[Records to use]

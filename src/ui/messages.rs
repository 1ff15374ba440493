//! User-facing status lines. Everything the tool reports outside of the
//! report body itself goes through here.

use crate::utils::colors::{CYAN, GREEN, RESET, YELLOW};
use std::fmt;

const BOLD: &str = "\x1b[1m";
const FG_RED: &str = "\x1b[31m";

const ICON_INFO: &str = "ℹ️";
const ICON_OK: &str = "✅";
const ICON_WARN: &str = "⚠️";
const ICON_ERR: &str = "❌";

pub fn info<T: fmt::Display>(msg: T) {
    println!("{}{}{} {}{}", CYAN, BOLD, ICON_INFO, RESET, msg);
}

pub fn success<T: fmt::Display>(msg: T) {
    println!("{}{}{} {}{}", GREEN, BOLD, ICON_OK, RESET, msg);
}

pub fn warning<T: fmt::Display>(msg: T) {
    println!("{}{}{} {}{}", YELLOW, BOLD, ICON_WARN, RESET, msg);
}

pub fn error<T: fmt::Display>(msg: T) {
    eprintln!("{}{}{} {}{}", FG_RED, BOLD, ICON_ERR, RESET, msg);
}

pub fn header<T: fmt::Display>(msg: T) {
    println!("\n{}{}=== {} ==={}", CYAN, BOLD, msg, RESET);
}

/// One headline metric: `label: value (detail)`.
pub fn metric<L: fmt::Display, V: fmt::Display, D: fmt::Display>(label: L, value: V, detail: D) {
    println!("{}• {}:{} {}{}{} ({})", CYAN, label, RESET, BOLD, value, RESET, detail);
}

[/Records to use]

Return exactly the lines in the records above, beginning with the one that holds "const ICON_OK: &str" and ending with the last.

const ICON_OK: &str = "✅";
const ICON_WARN: &str = "⚠️";
const ICON_ERR: &str = "❌";

pub fn info<T: fmt::Display>(msg: T) {
    println!("{}{}{} {}{}", CYAN, BOLD, ICON_INFO, RESET, msg);
}

pub fn success<T: fmt::Display>(msg: T) {
    println!("{}{}{} {}{}", GREEN, BOLD, ICON_OK, RESET, msg);
}

pub fn warning<T: fmt::Display>(msg: T) {
    println!("{}{}{} {}{}", YELLOW, BOLD, ICON_WARN, RESET, msg);
}

pub fn error<T: fmt::Display>(msg: T) {
    eprintln!("{}{}{} {}{}", FG_RED, BOLD, ICON_ERR, RESET, msg);
}

pub fn header<T: fmt::Display>(msg: T) {
    println!("\n{}{}=== {} ==={}", CYAN, BOLD, msg, RESET);
}

/// One headline metric: `label: value (detail)`.
pub fn metric<L: fmt::Display, V: fmt::Display, D: fmt::Display>(label: L, value: V, detail: D) {
    println!("{}• {}:{} {}{}{} ({})", CYAN, label, RESET, BOLD, value, RESET, detail);
}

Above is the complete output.